*** Opening DATA EXTRACT ***
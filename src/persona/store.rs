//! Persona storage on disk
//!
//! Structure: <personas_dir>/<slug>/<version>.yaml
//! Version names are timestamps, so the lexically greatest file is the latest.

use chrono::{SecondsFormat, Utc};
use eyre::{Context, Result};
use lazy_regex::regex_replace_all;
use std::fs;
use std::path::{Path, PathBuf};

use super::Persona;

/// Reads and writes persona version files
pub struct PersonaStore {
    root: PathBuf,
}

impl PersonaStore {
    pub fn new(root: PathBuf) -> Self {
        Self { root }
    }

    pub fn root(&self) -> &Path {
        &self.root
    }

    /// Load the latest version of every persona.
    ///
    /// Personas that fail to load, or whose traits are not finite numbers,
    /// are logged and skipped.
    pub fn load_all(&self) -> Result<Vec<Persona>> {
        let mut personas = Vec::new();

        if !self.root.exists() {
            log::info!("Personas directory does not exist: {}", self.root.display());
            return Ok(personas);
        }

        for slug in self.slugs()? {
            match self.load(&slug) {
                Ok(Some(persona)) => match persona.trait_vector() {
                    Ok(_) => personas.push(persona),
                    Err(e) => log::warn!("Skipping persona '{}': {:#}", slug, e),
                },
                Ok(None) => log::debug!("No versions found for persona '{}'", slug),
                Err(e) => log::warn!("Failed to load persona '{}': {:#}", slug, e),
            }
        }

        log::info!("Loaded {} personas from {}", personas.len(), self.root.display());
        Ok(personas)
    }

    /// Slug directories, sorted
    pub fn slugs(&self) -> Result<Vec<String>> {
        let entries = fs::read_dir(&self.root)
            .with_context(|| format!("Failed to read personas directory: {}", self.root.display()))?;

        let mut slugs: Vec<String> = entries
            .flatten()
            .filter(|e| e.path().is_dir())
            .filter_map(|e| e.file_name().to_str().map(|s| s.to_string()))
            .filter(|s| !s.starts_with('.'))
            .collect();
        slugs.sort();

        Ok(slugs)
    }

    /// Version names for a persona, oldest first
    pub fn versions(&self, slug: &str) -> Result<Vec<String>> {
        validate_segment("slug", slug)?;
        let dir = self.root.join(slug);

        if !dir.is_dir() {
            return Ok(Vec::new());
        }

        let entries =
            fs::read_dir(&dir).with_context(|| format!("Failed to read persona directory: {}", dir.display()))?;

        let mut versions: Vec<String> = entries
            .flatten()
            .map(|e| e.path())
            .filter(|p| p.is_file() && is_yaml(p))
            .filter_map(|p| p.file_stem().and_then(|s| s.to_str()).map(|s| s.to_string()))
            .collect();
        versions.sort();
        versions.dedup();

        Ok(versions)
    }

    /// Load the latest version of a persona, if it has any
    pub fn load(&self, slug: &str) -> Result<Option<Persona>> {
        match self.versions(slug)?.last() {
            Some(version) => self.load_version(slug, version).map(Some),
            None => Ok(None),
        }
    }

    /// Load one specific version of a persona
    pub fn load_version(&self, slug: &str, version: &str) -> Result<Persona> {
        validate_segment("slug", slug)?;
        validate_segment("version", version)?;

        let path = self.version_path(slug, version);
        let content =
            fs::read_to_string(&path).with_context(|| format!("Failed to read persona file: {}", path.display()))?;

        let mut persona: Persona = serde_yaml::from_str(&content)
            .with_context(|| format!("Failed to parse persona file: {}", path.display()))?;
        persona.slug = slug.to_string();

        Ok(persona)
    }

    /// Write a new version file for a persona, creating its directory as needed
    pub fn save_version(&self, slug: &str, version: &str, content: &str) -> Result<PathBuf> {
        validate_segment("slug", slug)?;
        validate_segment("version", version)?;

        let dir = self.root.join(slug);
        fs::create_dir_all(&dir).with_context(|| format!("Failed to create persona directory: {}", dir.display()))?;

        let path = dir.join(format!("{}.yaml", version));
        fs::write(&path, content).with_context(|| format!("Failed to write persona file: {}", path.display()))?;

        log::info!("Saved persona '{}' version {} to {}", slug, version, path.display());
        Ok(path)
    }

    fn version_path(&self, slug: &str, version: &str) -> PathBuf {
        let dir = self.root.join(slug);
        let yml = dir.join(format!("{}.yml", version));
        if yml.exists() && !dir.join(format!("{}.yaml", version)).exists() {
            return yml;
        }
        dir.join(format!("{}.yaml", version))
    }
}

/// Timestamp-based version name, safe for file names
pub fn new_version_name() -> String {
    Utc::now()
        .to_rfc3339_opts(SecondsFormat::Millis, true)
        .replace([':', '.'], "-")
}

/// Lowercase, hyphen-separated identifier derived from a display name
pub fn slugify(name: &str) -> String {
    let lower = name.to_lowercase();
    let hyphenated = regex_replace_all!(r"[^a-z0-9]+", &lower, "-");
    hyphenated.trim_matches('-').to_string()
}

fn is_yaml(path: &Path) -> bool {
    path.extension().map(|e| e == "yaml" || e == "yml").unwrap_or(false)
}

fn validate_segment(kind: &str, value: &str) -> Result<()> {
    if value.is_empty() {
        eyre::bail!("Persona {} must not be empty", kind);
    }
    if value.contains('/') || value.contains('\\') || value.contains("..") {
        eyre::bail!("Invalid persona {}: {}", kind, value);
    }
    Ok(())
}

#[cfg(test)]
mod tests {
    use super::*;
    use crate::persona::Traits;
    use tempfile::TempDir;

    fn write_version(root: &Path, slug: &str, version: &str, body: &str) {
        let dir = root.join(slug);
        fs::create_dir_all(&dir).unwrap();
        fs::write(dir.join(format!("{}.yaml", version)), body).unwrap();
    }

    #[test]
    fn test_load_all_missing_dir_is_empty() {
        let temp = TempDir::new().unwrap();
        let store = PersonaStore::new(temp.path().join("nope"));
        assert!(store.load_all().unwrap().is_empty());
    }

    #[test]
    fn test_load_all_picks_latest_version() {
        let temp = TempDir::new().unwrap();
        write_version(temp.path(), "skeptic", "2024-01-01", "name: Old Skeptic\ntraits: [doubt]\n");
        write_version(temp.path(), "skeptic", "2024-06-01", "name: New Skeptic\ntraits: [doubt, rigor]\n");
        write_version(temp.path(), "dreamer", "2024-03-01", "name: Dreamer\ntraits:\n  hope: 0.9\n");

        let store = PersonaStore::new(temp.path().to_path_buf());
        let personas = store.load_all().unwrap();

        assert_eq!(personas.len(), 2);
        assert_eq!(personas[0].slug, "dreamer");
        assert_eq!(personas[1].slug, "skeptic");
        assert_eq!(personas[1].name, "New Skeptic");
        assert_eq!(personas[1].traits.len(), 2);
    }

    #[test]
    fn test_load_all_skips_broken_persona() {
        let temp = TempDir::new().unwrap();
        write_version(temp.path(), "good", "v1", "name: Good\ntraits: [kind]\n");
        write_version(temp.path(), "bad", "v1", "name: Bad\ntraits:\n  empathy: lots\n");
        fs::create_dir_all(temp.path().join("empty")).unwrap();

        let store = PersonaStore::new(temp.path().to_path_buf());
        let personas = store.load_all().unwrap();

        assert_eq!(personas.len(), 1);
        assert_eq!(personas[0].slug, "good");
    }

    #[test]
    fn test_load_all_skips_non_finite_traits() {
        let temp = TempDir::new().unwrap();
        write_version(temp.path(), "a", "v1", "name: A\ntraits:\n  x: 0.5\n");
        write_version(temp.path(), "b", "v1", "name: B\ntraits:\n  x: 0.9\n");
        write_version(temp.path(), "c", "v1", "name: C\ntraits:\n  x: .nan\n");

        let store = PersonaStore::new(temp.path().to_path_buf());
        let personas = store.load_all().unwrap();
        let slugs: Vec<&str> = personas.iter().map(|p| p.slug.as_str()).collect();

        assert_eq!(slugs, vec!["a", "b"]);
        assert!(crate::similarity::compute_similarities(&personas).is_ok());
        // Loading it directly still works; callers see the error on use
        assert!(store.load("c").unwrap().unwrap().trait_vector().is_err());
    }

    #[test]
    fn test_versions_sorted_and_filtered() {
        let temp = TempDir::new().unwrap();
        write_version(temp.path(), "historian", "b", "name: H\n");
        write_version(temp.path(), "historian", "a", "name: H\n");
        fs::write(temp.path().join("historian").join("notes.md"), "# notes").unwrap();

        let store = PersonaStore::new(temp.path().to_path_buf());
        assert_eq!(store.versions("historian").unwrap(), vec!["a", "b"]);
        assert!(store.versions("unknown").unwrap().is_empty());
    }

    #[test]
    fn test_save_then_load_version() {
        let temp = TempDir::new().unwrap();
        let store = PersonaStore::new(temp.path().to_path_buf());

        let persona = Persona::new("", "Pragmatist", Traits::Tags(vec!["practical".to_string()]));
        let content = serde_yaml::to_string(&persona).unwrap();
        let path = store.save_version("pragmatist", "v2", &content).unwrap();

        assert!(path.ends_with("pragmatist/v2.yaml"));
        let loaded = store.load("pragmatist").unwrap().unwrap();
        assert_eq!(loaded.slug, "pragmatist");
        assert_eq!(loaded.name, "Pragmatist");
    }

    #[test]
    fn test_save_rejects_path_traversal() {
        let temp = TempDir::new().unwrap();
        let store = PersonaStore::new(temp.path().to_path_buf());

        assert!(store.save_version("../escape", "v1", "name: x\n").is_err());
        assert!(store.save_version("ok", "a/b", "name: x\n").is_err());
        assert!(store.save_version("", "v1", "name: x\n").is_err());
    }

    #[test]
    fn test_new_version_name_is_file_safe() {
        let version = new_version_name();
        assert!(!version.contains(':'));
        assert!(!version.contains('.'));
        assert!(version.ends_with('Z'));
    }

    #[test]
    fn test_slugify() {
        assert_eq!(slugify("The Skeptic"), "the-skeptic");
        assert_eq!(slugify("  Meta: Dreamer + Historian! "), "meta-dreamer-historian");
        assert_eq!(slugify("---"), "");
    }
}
*** Closing DATA EXTRACT ***
TASK PROMPT —
Only the lines from the first one of the listing up to and including the line where "pub fn load_all(&self)" appears are wanted, reproduced exactly.

WRITTEN ANSWER —
filename src/persona/store.rs
//! Persona storage on disk
//!
//! Structure: <personas_dir>/<slug>/<version>.yaml
//! Version names are timestamps, so the lexically greatest file is the latest.

use chrono::{SecondsFormat, Utc};
use eyre::{Context, Result};
use lazy_regex::regex_replace_all;
use std::fs;
use std::path::{Path, PathBuf};

use super::Persona;

/// Reads and writes persona version files
pub struct PersonaStore {
    root: PathBuf,
}

impl PersonaStore {
    pub fn new(root: PathBuf) -> Self {
        Self { root }
    }

    pub fn root(&self) -> &Path {
        &self.root
    }

    /// Load the latest version of every persona.
    ///
    /// Personas that fail to load, or whose traits are not finite numbers,
    /// are logged and skipped.
    pub fn load_all(&self) -> Result<Vec<Persona>> {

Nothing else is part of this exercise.